• _Task requirements_
Write out exactly the lines from the start of the entries through the one that contains "MERCHANTABILITY or FITNESS", including both.

• _Provided information_
//!  Railgo Booking Agent
//!
//!  Copyright (C) 2026  Railgo Contributors
//!
//!  This program is free software: you can redistribute it and/or modify
//!  it under the terms of the GNU Affero General Public License as published by
//!  the Free Software Foundation, either version 3 of the License, or
//!  (at your option) any later version.
//!
//!  This program is distributed in the hope that it will be useful,
//!  but WITHOUT ANY WARRANTY; without even the implied warranty of
//!  MERCHANTABILITY or FITNESS FOR A PARTICULAR PURPOSE.  See the
//!  GNU Affero General Public License for more details.
//!
//!  You should have received a copy of the GNU Affero General Public License
//!  along with this program.  If not, see <http://www.gnu.org/licenses/>.

//! # Schedules and Seat Preferences
//!
//! A `Schedule` is an immutable snapshot of one train run as a single search
//! response reported it. Snapshots are produced fresh on every search and
//! never mutated; availability decisions always re-read a fresh snapshot.

use std::fmt;

use serde::{Deserialize, Serialize};

/// Availability of one seat class in a snapshot.
#[derive(Debug, Clone, Copy, PartialEq, Eq, Serialize, Deserialize)]
pub enum SeatState {
    Available,
    Unavailable,
}

impl SeatState {
    pub fn is_available(self) -> bool {
        matches!(self, SeatState::Available)
    }
}

/// Standby-queue state, a signed wire code: negative = standby not
/// applicable to this run, 0 = standby sold out, positive = standby open.
#[derive(Debug, Clone, Copy, PartialEq, Eq, Serialize, Deserialize)]
#[serde(transparent)]
pub struct StandbyState(pub i32);

impl StandbyState {
    pub fn not_applicable(self) -> bool {
        self.0 < 0
    }

    pub fn sold_out(self) -> bool {
        self.0 == 0
    }

    pub fn open(self) -> bool {
        self.0 > 0
    }
}

/// One train run: route, identity, and the seat-state flags from the search
/// response that produced it.
#[derive(Debug, Clone, PartialEq, Eq, Serialize, Deserialize)]
pub struct Schedule {
    pub train_class_code: String,
    pub train_class_name: String,
    pub train_number: String,

    pub dep_station_code: String,
    pub dep_station_name: String,
    pub dep_date: String,
    pub dep_time: String,

    pub arr_station_code: String,
    pub arr_station_name: String,
    pub arr_time: String,

    pub run_date: String,

    // Consist bookkeeping the first backend's reserve form echoes back.
    #[serde(default)]
    pub dep_run_order: String,
    #[serde(default)]
    pub dep_cons_order: String,
    #[serde(default)]
    pub arr_run_order: String,
    #[serde(default)]
    pub arr_cons_order: String,

    pub general_seat: SeatState,
    pub special_seat: SeatState,
    pub standby: StandbyState,
}

impl Schedule {
    pub fn general_seat_available(&self) -> bool {
        self.general_seat.is_available()
    }

    pub fn special_seat_available(&self) -> bool {
        self.special_seat.is_available()
    }

    pub fn seat_available(&self) -> bool {
        self.general_seat_available() || self.special_seat_available()
    }

    pub fn standby_available(&self) -> bool {
        self.standby.open()
    }

    /// Stable identity of the run across eventually-consistent search
    /// results, which may reorder between polls.
    pub fn key(&self) -> TrainKey {
        TrainKey {
            train_number: self.train_number.clone(),
            dep_time: self.dep_time.clone(),
        }
    }
}

impl fmt::Display for Schedule {
    fn fmt(&self, f: &mut fmt::Formatter<'_>) -> fmt::Result {
        let hhmm = |t: &str| {
            if t.len() >= 4 {
                format!("{}:{}", &t[..2], &t[2..4])
            } else {
                t.to_string()
            }
        };
        let date = if self.dep_date.len() == 8 {
            format!("{}-{}", &self.dep_date[4..6], &self.dep_date[6..8])
        } else {
            self.dep_date.clone()
        };
        write!(
            f,
            "[{} {}] {} {}~{} ({}~{}) special {:?}, general {:?}",
            self.train_class_name,
            self.train_number,
            date,
            self.dep_station_name,
            self.arr_station_name,
            hhmm(&self.dep_time),
            hhmm(&self.arr_time),
            self.special_seat,
            self.general_seat,
        )?;
        if !self.standby.not_applicable() {
            write!(
                f,
                ", standby {}",
                if self.standby.open() { "open" } else { "sold out" }
            )?;
        }
        Ok(())
    }
}

/// Identity a watcher uses to re-find a chosen run in later search results.
#[derive(Debug, Clone, PartialEq, Eq, Hash, Serialize, Deserialize)]
pub struct TrainKey {
    pub train_number: String,
    pub dep_time: String,
}

/// Operator policy for choosing between general and special seating.
#[derive(Debug, Clone, Copy, PartialEq, Eq, Serialize, Deserialize)]
#[serde(rename_all = "snake_case")]
pub enum SeatPreference {
    GeneralFirst,
    GeneralOnly,
    SpecialFirst,
    SpecialOnly,
}

impl SeatPreference {
    /// Whether a snapshot satisfies this preference: the "-first" forms
    /// accept either class, the "-only" forms exactly one.
    pub fn matches(self, schedule: &Schedule) -> bool {
        match self {
            SeatPreference::GeneralFirst | SeatPreference::SpecialFirst => {
                schedule.seat_available()
            }
            SeatPreference::GeneralOnly => schedule.general_seat_available(),
            SeatPreference::SpecialOnly => schedule.special_seat_available(),
        }
    }

    /// Seat class to submit when seats are on open sale. The "-first" forms
    /// fall through to the other class when their preferred one is gone.
    pub fn wants_special_seat(self, schedule: &Schedule) -> bool {
        match self {
            SeatPreference::GeneralOnly => false,
            SeatPreference::SpecialOnly => true,
            SeatPreference::GeneralFirst => !schedule.general_seat_available(),
            SeatPreference::SpecialFirst => schedule.special_seat_available(),
        }
    }

    /// Seat class to submit on a standby request, where no fallback exists.
    pub fn wants_special_standby(self) -> bool {
        matches!(
            self,
            SeatPreference::SpecialFirst | SeatPreference::SpecialOnly
        )
    }

    /// Standby submissions only accept the "-only" forms.
    pub fn narrowed_for_standby(self) -> SeatPreference {
        match self {
            SeatPreference::GeneralFirst | SeatPreference::GeneralOnly => {
                SeatPreference::GeneralOnly
            }
            SeatPreference::SpecialFirst | SeatPreference::SpecialOnly => {
                SeatPreference::SpecialOnly
            }
        }
    }
}

/// Window/aisle attribute on the first backend's reserve form.
#[derive(Debug, Clone, Copy, PartialEq, Eq, Serialize, Deserialize)]
#[serde(rename_all = "snake_case")]
pub enum WindowSeat {
    Window,
    Aisle,
}

pub fn window_seat_code(pref: Option<WindowSeat>) -> &'static str {
    match pref {
        None => "000",
        Some(WindowSeat::Window) => "012",
        Some(WindowSeat::Aisle) => "013",
    }
}

/// Composable availability filter over search results. The base predicate
/// keeps runs with an open seat; the optional predicates widen the set and
/// are OR-combined with it.
#[derive(Debug, Clone, Copy, Default, PartialEq, Eq, Serialize, Deserialize)]
pub struct SearchFilter {
    pub include_no_seat: bool,
    pub include_standby: bool,
}

impl SearchFilter {
    pub fn available_only() -> Self {
        SearchFilter::default()
    }

    pub fn everything() -> Self {
        SearchFilter {
            include_no_seat: true,
            include_standby: true,
        }
    }

    pub fn accepts(&self, schedule: &Schedule) -> bool {
        schedule.seat_available()
            || (self.include_no_seat && !schedule.seat_available())
            || (self.include_standby && schedule.standby_available())
    }
}

#[cfg(test)]
mod tests {
    use super::*;

    fn snapshot(general: SeatState, special: SeatState, standby: i32) -> Schedule {
        Schedule {
            train_class_code: "17".into(),
            train_class_name: "SRT".into(),
            train_number: "0301".into(),
            dep_station_code: "0551".into(),
            dep_station_name: "Suseo".into(),
            dep_date: "20260815".into(),
            dep_time: "080000".into(),
            arr_station_code: "0020".into(),
            arr_station_name: "Busan".into(),
            arr_time: "103000".into(),
            run_date: "20260815".into(),
            dep_run_order: "1".into(),
            dep_cons_order: "1".into(),
            arr_run_order: "9".into(),
            arr_cons_order: "9".into(),
            general_seat: general,
            special_seat: special,
            standby: StandbyState(standby),
        }
    }

    #[test]
    fn standby_code_semantics() {
        assert!(StandbyState(-1).not_applicable());
        assert!(StandbyState(-2).not_applicable());
        assert!(StandbyState(0).sold_out());
        assert!(StandbyState(9).open());
        assert!(!StandbyState(0).open());
    }

    #[test]
    fn filter_base_keeps_available_runs_only() {
        let filter = SearchFilter::available_only();
        assert!(filter.accepts(&snapshot(SeatState::Available, SeatState::Unavailable, -1)));
        assert!(!filter.accepts(&snapshot(SeatState::Unavailable, SeatState::Unavailable, -1)));
    }

    #[test]
    fn filter_predicates_are_or_combined() {
        let sold_out_with_standby = snapshot(SeatState::Unavailable, SeatState::Unavailable, 9);
        let standby_only = SearchFilter {
            include_no_seat: false,
            include_standby: true,
        };
        assert!(standby_only.accepts(&sold_out_with_standby));

        let sold_out_no_standby = snapshot(SeatState::Unavailable, SeatState::Unavailable, 0);
        assert!(!standby_only.accepts(&sold_out_no_standby));
        assert!(SearchFilter::everything().accepts(&sold_out_no_standby));
    }

    #[test]
    fn standby_narrowing_keeps_class_side() {
        assert_eq!(
            SeatPreference::GeneralFirst.narrowed_for_standby(),
            SeatPreference::GeneralOnly
        );
        assert_eq!(
            SeatPreference::SpecialFirst.narrowed_for_standby(),
            SeatPreference::SpecialOnly
        );
    }

    #[test]
    fn display_marks_standby_when_applicable() {
        let shown = snapshot(SeatState::Available, SeatState::Unavailable, 9).to_string();
        assert!(shown.contains("standby open"));
        let hidden = snapshot(SeatState::Available, SeatState::Unavailable, -1).to_string();
        assert!(!hidden.contains("standby"));
    }
}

• _Exercise result_
//!  Railgo Booking Agent
//!
//!  Copyright (C) 2026  Railgo Contributors
//!
//!  This program is free software: you can redistribute it and/or modify
//!  it under the terms of the GNU Affero General Public License as published by
//!  the Free Software Foundation, either version 3 of the License, or
//!  (at your option) any later version.
//!
//!  This program is distributed in the hope that it will be useful,
//!  but WITHOUT ANY WARRANTY; without even the implied warranty of
//!  MERCHANTABILITY or FITNESS FOR A PARTICULAR PURPOSE.  See the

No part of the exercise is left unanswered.